Exercise description:
When you reach the line containing "new collection assertion." in the entries below, begin reproducing lines exactly, and stop once the line containing "exactly N elements." is done.

[Stored items]
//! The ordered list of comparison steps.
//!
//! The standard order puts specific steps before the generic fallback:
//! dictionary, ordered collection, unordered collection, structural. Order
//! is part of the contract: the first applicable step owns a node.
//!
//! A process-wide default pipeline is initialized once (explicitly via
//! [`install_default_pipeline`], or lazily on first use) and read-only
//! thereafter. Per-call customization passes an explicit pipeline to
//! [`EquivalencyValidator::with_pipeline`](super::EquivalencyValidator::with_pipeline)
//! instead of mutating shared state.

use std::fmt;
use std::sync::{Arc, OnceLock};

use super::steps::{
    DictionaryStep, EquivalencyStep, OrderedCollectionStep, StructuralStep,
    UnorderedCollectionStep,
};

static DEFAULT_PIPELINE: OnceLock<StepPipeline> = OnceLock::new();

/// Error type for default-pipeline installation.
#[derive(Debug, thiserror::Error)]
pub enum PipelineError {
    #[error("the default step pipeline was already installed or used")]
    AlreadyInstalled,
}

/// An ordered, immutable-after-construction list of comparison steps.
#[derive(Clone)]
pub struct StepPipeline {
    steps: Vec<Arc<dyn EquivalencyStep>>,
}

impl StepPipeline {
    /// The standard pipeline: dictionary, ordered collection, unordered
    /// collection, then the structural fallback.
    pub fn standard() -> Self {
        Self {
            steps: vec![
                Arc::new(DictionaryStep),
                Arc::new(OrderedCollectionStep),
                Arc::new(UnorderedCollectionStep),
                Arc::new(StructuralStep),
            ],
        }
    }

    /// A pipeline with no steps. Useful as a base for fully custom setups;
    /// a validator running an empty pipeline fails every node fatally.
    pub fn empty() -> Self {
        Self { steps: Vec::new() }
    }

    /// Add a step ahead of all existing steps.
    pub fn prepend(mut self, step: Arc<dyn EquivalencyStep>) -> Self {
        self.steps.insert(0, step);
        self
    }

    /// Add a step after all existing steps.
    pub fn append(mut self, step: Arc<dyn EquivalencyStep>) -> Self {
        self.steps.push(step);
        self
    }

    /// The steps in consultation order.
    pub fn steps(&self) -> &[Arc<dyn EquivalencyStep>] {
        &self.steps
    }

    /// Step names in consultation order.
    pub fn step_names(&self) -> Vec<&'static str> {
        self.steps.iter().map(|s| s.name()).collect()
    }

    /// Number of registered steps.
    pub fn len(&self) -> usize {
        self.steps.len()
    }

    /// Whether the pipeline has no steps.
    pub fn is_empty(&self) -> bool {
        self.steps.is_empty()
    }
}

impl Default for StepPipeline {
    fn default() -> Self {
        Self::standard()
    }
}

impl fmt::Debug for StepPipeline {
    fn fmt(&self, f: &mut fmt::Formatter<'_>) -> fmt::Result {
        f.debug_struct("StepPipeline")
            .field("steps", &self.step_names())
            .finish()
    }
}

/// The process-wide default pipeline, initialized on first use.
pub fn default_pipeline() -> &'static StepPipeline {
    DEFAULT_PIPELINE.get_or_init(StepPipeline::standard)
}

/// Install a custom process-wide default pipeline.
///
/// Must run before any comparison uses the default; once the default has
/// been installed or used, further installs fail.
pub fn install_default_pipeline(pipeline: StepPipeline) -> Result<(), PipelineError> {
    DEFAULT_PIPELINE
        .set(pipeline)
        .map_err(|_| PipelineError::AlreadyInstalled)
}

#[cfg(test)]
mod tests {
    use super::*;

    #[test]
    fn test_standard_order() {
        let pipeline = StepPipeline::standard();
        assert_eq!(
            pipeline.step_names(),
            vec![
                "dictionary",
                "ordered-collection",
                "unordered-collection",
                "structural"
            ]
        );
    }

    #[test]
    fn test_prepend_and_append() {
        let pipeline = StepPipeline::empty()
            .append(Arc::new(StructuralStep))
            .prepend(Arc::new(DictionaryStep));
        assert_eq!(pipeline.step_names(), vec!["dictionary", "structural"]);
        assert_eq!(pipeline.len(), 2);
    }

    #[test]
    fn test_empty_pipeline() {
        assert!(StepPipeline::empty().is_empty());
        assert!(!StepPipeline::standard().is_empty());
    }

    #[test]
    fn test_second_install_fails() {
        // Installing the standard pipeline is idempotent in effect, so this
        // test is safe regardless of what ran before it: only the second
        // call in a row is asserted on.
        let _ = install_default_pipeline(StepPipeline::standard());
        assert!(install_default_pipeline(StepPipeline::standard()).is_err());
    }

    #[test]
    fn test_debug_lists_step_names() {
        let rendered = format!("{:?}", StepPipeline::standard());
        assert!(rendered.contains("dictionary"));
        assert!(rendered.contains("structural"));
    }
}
--
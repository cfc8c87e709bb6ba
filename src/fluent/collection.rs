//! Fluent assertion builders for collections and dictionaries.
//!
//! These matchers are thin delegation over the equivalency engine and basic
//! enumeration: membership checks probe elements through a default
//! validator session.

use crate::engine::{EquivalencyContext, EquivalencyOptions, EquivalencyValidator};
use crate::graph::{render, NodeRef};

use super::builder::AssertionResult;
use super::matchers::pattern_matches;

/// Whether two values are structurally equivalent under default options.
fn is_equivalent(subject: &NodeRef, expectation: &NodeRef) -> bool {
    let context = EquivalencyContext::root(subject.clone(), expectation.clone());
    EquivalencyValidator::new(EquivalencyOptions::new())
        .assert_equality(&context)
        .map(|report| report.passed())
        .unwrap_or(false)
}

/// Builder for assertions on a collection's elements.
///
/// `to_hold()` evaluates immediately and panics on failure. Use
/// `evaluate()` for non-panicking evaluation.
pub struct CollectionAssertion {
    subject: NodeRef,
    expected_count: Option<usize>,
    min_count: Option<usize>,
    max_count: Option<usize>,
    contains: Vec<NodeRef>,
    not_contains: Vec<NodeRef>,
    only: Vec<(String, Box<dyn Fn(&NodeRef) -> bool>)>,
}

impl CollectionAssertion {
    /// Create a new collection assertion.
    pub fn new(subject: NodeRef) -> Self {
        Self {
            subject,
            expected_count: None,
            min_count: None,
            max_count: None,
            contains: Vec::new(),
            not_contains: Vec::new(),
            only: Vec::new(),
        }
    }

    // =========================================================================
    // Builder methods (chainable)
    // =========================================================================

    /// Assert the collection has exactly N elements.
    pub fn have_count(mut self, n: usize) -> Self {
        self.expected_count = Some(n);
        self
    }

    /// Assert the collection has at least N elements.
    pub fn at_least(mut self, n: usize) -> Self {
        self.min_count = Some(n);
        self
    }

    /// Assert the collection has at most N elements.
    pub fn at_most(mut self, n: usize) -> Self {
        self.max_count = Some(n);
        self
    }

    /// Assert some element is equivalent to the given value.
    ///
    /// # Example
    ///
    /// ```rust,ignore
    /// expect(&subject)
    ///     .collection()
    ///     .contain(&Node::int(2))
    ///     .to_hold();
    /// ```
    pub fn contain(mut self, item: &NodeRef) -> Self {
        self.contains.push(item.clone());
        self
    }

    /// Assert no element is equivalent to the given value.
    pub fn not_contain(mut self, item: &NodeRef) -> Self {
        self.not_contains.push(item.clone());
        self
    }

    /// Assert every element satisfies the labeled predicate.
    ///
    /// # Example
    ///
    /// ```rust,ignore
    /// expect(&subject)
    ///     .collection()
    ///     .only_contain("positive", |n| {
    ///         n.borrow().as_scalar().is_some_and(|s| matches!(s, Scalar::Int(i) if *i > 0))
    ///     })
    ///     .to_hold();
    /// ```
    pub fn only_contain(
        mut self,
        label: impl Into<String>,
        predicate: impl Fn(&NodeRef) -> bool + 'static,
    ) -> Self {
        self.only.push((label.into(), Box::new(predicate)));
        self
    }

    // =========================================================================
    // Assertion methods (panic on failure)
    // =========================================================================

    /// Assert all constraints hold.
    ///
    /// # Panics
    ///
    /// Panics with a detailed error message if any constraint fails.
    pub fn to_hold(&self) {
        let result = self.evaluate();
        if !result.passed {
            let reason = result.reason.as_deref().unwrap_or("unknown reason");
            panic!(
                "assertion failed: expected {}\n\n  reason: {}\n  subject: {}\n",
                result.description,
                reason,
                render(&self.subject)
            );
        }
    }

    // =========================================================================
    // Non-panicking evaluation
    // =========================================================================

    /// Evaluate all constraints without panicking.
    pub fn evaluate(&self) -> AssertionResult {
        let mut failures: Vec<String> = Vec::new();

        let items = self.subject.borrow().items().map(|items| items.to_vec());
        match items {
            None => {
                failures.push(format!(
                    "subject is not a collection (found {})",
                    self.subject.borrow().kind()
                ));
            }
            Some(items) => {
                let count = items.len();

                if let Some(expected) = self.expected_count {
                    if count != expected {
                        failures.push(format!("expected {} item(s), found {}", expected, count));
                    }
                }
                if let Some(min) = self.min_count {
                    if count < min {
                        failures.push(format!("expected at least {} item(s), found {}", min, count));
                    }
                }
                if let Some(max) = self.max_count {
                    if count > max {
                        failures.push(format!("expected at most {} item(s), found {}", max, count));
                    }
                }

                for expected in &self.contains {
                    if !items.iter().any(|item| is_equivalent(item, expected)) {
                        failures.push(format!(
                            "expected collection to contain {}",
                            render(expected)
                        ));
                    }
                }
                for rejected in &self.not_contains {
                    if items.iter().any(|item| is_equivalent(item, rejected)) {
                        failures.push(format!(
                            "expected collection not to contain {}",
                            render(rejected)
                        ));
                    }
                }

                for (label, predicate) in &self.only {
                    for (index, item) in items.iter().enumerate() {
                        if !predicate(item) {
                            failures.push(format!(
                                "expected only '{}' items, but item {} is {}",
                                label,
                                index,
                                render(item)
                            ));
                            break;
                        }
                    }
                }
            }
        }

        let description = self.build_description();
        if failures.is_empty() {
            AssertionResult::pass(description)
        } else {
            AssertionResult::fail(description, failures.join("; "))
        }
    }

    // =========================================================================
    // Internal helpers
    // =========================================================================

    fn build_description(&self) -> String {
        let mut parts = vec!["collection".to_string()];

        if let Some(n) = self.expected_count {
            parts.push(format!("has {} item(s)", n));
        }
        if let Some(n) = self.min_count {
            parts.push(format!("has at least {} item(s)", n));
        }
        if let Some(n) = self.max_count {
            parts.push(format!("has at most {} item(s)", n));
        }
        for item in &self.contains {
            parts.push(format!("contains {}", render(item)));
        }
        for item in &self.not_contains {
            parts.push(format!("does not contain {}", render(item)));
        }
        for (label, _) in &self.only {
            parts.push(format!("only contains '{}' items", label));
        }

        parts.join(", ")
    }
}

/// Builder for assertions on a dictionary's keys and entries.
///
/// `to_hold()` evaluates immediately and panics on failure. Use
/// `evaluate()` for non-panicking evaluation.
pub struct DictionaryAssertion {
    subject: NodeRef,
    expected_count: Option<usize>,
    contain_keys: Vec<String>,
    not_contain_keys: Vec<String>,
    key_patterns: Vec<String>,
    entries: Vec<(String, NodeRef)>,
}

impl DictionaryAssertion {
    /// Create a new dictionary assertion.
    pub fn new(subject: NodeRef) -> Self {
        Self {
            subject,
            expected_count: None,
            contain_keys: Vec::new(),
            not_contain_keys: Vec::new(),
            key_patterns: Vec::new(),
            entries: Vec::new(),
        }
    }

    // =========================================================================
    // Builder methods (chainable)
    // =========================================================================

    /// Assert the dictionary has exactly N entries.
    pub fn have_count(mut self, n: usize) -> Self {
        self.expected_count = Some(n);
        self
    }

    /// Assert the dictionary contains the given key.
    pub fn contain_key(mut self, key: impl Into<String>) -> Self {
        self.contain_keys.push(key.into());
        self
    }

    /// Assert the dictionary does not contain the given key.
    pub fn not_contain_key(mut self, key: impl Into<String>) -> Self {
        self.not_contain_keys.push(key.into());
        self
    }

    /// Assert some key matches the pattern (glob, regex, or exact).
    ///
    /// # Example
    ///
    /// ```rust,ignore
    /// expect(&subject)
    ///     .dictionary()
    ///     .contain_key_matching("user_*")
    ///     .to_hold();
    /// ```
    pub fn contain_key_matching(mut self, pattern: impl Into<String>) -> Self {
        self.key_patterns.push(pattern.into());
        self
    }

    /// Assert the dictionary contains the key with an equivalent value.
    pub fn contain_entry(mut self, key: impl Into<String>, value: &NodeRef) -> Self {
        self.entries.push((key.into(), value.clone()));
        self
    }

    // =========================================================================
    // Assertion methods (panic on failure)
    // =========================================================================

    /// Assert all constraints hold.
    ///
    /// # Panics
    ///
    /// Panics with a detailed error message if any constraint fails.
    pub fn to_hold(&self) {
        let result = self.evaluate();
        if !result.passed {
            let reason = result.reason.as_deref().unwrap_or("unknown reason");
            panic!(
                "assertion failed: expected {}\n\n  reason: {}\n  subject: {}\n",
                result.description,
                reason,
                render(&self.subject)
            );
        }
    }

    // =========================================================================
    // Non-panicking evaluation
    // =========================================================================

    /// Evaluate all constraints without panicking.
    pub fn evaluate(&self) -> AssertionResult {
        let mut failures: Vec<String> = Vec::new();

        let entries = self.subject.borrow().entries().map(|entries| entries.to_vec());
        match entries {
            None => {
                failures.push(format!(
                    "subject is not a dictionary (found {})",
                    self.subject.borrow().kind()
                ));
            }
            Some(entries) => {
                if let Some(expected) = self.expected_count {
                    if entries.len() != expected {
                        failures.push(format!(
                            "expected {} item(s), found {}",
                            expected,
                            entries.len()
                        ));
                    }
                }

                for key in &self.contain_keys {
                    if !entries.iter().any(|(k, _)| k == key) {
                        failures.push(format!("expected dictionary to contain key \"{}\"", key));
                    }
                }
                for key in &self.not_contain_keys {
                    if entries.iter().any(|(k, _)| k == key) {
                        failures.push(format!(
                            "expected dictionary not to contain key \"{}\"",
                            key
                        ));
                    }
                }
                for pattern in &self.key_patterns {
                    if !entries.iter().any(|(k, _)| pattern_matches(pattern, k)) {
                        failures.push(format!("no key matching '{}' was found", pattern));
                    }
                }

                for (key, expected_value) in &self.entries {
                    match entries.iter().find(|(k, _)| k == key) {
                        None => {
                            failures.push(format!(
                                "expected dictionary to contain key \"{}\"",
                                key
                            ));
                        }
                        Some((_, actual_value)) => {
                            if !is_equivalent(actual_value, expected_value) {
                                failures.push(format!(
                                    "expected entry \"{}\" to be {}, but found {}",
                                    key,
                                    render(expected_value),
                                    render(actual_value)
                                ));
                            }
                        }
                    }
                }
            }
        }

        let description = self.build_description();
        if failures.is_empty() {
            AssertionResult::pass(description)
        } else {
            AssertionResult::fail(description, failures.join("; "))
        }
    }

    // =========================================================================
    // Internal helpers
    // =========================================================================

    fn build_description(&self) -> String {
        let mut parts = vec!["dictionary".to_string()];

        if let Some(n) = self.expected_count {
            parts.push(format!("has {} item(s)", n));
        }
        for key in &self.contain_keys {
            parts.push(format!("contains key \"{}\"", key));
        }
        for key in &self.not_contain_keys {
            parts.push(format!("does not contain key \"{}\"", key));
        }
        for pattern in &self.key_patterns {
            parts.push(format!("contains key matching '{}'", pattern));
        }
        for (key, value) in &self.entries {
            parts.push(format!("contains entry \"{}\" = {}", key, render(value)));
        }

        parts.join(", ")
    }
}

Task answer:
    /// Create a new collection assertion.
    pub fn new(subject: NodeRef) -> Self {
        Self {
            subject,
            expected_count: None,
            min_count: None,
            max_count: None,
            contains: Vec::new(),
            not_contains: Vec::new(),
            only: Vec::new(),
        }
    }

    // =========================================================================
    // Builder methods (chainable)
    // =========================================================================

    /// Assert the collection has exactly N elements.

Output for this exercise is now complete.